The controller works as a control unit in the CPU. It takes input from the keyboard or mouse, interprets it, and make other services to work on the basis of input it receives.

The interpreter receives the information from the controller and execute the instruction line by line. Some interpreters are mandatory while some are optional For example, an HTML interpreter program is mandatory and java interpreter is optional.

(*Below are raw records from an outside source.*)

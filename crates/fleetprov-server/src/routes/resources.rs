// Copyright (c) 2025 Geoffrey Huntley <ghuntley@ghuntley.com>. All rights reserved.
// SPDX-License-Identifier: Proprietary

//! Ephemeral resource endpoints.

use axum::extract::{Path, State};
use axum::http::StatusCode;
use axum::Json;
use fleetprov_server_resources::{fake_origin, FakeOriginRequest};
use serde::Serialize;

use crate::api::AppState;
use crate::error::ServerError;

#[derive(Debug, Serialize)]
pub struct FakeOriginResponse {
	pub name: String,
	pub update_url: String,
}

/// POST /v1/fake-origins
#[tracing::instrument(skip(state, request), fields(dut = %request.dut_name))]
pub async fn create_fake_origin(
	State(state): State<AppState>,
	Json(request): Json<FakeOriginRequest>,
) -> Result<(StatusCode, Json<FakeOriginResponse>), ServerError> {
	let origin = fake_origin::create_fake_origin(
		&state.resources,
		state.resolver.as_ref(),
		&state.fake_origin,
		&request,
	)
	.await?;
	Ok((
		StatusCode::CREATED,
		Json(FakeOriginResponse {
			name: origin.name,
			update_url: origin.update_url,
		}),
	))
}

/// DELETE /v1/resources/{kind}/{id}
///
/// The resource is unregistered before it is closed; a close failure is
/// reported but the name stays free.
#[tracing::instrument(skip(state))]
pub async fn delete_resource(
	State(state): State<AppState>,
	Path((kind, id)): Path<(String, String)>,
) -> Result<StatusCode, ServerError> {
	state
		.resources
		.delete_and_close(&format!("{kind}/{id}"))
		.await?;
	Ok(StatusCode::NO_CONTENT)
}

Client Program describes the specific protocol that will be used to access a particular service. Following are the client programs that are commonly used:

  • HTTP
  • SMTP
  • FTP
  • NNTP
  • POP

How to google chrome & firefox use Processes and Threads

Chrome has a multi-process architecture and each process is heavily multi-threaded. In this document, we will go over the basic threading system shared by each process. The main goal is to keep the main thread (a.k.a. “UI” thread in the browser process) and IO thread (each process’ thread for handling IPC) responsive. This means offloading any blocking I/O or other expensive operations to other threads. Our approach is to use message passing as the way of communicating between threads. We discourage locking and thread-safe objects. Instead, objects live on only one thread and we pass messages between those threads for communication.

Every Chrome process has

· a main thread

· an IO thread

· a few more special-purpose threads

Years ago, Mozilla made a fateful decision about the future of Firefox development, one that made it much more difficult to integrate multiprocessing into the existing browser. Roughly 10 years ago, the major way Firefox had distinguished itself compared with Internet Explorer was through its support for add-ons and extensions. But the same add-on abilities that had made the browser popular also made it difficult to add multiprocessor support. Mozilla, therefore, committed to transitioning away from its old add-on model and towards multi-browser web extension support, while simultaneously launching the Electrolysis project to create a new browser version that could support a multi-processing architecture. Currently, the latest versions of Firefox run the browser UI and the web content in separate processes. In the current iteration of this architecture, all browser tabs run within the same process and the browser UI runs in its own individual process.